Deploy SolrCloud to multiple servers - solr

I am a little bit confused with solrCloud. But how can I deploy SolrCloud on multiple servers? Will it be multiple nodes one per separate server or maybe will it bee one solrCloud node and multiple shards one per server?
And how all of this will communicate with Zookeeper (as far as I understand Zookeeper has to be also deployed on the separate server, is this correct?)
I am a little bit confused with all of this? Can you help me? Or maybe give a link to a good tutorial?
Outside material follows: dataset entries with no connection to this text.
//! # binix-urlrequest - Asynchronous URL Requests
//!
//! A thread-safe HTTP/QUIC request client. Requests are handed to a
//! pluggable network engine and every event is reported back to the
//! application on an executor it chooses.
//!
//! ## Architecture
//!
//! - **network::request**: request lifecycle and state machine
//! - **network::callback**: application callback interface
//! - **network::executor**: thread, tokio and inline executors
//! - **network::engine**: the engine boundary and handle ownership
//! - **network::bootstrap**: one-time engine initialization
//! - **network::exception**: failure taxonomy and retryability
//! - **network::context**: engine context, configuration, finished listeners
//! - **network::upload**: request body providers
//! - **utils**: shared error types

pub mod network;
pub mod utils;

pub use network::{UrlRequest, UrlRequestBuilder, UrlRequestCallback, UrlRequestContext};
pub use utils::{RequestError, Result};

/// Crate version information
pub const VERSION: &str = env!("CARGO_PKG_VERSION");
pub const NAME: &str = "binix-urlrequest";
The SolrCloud section of the reference manual should be able to help you out about the concepts of Solr Cloud.
You can run multiple nodes on a single server, or you can run one node on each server. That's really up to you - but all the nodes running in a single server will disappear when that server goes down. The use case for running multiple nodes on a single server is usually for experimenting or for very particular requirements to try to get certain speedups from the single threaded parts of Lucene, so unless you're doing low-level optimization, having one node per server is what you want.
The exception to that rule is for development and experimenting - running multiple nodes on a single machine is fine when the data doesn't matter.
All the nodes make up a single SolrCloud cluster - so you'd be running multiple nodes, not multiple clusters.
Zookeeper should (usually) be deployed on three to five servers - depending on what kind of resiliency you want for failovers. While Solr bundles a Zookeeper instance you can use if you don't want to set up Zookeeper yourself, that is not recommended for production. In a production environment you'd run Zookeeper as a separate process - but that may not mean that you'll be running it on separate servers. Depending on how much traffic and use you'll see for Zookeeper for your nodes, running them on the same server as your cloud nodes will work perfectly fine. The point is to avoid using the bundled version to have full control over Zookeeper and its configuration, and to be able to upgrade/manage the instances outside of Solr.
If the need arises later you can move Zookeeper to its own cluster of servers then (at least three).

Related

Setting up solrcloud with data on two machines

I want to set up solr cloud with data split across 2 machines. For now, I need no replication, load balancing, or fault tolerance. Is there a simple way of achieving this? Most of the tutorials end up talking a lot about external zookeeper dependencies, which I think aren't needed for the barebones configuration I mentioned, and it has been hard to use those to create what I want.
If you do not need any fault tolerance, you can just start two Solr cloud instances and point them to the embedded Zookeeper. You'll need three nodes for Zookeeper to be able to do establish a quorum on failure anyway.
The embedded zookeeper runs on port <solrport + 1000>, and you'd start the nodes with -z host1:port,host2:port. In this case you could just point the latter instance to the first one, since you don't need any fault tolerance.
This is the same configuration as given in Getting Started with Solr Cloud.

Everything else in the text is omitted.